**Extracted records:**
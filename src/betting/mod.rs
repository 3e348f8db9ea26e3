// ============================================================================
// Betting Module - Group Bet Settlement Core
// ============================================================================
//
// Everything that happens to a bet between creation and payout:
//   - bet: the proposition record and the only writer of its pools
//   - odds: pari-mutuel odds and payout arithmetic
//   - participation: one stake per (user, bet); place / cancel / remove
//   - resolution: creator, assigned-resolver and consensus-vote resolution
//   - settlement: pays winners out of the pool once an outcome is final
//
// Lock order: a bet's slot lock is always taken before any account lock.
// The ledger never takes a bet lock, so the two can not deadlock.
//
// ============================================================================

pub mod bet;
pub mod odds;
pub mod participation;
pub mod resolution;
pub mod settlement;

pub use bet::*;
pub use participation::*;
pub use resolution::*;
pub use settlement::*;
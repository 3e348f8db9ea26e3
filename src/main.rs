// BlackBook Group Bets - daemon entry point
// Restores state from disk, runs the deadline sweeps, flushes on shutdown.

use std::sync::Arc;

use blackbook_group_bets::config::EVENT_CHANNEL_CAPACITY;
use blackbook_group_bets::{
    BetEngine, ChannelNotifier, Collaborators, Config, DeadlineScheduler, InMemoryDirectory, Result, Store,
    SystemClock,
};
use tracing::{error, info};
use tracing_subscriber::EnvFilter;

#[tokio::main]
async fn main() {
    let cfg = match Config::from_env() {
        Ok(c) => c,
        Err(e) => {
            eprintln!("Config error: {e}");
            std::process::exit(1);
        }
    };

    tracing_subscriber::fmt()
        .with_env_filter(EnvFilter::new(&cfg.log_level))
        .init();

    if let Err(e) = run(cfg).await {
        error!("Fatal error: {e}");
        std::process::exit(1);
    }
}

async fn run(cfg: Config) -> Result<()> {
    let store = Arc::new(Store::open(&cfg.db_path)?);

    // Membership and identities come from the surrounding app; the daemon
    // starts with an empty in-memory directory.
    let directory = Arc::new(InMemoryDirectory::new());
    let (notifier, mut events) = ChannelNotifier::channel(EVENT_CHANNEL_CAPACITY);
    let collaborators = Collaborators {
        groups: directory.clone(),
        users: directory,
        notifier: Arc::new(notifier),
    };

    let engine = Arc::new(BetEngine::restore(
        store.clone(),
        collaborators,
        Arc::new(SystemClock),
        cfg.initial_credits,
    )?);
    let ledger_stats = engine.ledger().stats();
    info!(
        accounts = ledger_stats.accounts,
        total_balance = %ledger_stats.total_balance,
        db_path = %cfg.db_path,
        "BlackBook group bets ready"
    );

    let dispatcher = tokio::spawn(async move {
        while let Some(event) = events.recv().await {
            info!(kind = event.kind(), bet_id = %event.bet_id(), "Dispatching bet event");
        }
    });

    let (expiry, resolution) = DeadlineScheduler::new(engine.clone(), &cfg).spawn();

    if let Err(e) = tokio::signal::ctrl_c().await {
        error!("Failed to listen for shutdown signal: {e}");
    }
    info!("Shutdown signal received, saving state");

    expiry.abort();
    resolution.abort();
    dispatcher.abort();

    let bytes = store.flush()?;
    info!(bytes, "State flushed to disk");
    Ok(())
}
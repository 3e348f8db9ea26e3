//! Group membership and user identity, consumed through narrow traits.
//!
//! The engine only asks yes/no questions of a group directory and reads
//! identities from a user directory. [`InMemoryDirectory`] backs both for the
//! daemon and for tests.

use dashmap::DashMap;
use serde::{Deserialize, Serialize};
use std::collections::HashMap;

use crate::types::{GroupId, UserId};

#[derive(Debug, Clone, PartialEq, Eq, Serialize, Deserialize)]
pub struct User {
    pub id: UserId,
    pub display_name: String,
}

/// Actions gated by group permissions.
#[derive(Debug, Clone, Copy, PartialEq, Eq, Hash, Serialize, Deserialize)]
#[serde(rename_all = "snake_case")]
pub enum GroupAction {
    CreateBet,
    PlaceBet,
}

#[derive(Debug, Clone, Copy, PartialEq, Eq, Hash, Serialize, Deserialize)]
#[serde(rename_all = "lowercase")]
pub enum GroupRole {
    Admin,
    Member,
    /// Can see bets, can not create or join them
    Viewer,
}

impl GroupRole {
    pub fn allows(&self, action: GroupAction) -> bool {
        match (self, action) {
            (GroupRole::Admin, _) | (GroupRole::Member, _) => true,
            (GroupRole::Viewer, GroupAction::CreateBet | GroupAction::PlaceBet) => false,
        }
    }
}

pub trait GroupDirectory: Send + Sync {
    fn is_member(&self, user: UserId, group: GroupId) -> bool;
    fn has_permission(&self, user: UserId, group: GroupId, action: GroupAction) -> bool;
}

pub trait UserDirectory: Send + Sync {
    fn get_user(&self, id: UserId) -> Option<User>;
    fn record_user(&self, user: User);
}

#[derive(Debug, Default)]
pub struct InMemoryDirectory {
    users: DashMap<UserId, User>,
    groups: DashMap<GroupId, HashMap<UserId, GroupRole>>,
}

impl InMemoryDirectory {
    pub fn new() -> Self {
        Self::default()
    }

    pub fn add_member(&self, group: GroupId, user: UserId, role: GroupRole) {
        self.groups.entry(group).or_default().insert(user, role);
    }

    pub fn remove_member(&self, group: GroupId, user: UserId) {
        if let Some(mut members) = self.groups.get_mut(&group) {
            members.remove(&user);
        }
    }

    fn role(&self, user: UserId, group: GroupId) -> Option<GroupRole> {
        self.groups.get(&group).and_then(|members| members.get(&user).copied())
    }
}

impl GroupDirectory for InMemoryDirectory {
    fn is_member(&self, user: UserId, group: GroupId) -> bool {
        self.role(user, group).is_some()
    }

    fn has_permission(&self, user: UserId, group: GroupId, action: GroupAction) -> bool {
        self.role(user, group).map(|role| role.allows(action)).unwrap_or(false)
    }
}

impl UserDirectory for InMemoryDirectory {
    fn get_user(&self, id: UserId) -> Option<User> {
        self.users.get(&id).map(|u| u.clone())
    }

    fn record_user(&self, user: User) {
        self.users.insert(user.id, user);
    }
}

---

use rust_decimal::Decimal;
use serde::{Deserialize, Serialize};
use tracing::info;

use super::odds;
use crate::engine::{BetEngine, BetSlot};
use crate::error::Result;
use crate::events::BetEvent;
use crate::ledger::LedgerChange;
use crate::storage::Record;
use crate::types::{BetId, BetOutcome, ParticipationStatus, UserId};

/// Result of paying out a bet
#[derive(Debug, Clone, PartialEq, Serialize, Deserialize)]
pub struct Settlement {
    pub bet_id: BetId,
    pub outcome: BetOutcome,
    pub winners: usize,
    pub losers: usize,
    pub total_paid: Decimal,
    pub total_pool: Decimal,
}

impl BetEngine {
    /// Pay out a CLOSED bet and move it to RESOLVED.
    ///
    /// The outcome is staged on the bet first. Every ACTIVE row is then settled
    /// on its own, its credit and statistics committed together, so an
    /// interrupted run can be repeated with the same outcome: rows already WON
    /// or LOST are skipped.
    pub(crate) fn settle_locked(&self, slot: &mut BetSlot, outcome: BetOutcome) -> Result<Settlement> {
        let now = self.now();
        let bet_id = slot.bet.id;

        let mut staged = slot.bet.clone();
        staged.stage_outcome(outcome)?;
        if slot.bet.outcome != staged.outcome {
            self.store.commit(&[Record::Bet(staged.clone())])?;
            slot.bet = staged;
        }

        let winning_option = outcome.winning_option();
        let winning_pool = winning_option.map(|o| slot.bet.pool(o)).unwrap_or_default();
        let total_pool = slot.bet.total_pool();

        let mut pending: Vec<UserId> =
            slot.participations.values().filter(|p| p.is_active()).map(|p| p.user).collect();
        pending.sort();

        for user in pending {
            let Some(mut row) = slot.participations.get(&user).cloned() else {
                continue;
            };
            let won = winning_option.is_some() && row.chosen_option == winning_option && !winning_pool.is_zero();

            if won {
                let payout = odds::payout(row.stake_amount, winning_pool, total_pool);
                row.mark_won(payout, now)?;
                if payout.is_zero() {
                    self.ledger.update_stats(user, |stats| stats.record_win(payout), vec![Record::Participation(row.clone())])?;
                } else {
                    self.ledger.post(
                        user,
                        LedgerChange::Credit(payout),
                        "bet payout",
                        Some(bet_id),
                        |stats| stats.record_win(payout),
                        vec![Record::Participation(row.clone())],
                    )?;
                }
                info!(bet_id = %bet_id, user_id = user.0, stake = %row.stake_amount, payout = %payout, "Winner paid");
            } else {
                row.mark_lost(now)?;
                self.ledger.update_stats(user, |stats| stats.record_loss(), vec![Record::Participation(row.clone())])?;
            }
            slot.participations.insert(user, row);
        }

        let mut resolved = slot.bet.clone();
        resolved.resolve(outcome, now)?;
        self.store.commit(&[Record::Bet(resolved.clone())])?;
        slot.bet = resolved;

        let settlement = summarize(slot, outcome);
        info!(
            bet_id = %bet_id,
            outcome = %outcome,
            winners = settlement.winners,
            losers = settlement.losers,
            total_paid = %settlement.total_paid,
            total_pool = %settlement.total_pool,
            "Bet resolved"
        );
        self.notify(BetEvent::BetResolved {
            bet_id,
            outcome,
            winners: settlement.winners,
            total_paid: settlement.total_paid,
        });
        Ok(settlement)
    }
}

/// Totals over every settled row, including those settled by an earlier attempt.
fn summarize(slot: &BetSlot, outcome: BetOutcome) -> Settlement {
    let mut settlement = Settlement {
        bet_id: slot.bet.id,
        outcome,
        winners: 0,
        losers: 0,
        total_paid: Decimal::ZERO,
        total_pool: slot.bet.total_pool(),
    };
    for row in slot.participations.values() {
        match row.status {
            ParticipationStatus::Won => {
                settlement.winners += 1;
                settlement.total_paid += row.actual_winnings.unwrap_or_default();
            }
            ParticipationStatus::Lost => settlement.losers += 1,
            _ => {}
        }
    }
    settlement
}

**Work order:** Filter the entries down to the lines with the word "Admin" in them, and copy those lines.

**Result for this task:**
    Admin,
            (GroupRole::Admin, _) | (GroupRole::Member, _) => true,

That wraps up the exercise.